● Exercise aim: Wherever the string "ImportError" appears in a line of the listing below, report that line.

● Information shown:
= = =
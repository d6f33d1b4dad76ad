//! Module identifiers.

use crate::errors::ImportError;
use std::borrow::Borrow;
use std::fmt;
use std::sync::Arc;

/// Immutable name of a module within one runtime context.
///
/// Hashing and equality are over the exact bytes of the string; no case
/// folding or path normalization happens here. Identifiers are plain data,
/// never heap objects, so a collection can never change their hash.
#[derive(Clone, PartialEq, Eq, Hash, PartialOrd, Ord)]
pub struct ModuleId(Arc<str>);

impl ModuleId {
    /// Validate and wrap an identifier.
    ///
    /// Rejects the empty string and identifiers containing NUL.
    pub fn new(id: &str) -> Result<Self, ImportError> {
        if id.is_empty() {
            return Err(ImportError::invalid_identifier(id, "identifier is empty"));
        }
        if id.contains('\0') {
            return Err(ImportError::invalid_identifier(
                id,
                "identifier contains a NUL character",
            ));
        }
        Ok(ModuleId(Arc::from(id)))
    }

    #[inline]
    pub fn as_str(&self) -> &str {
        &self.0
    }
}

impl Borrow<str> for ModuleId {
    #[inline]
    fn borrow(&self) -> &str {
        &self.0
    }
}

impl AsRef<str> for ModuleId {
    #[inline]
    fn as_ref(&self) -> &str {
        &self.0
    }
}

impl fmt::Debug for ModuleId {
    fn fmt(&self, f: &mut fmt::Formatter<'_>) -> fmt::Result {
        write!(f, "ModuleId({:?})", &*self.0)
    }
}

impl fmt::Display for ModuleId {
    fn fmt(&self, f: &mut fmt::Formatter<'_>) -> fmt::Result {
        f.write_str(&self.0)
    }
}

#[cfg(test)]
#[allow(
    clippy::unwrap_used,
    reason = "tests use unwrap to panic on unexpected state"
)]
= = =
● Final answer:
use crate::errors::ImportError;
    pub fn new(id: &str) -> Result<Self, ImportError> {
            return Err(ImportError::invalid_identifier(id, "identifier is empty"));
            return Err(ImportError::invalid_identifier(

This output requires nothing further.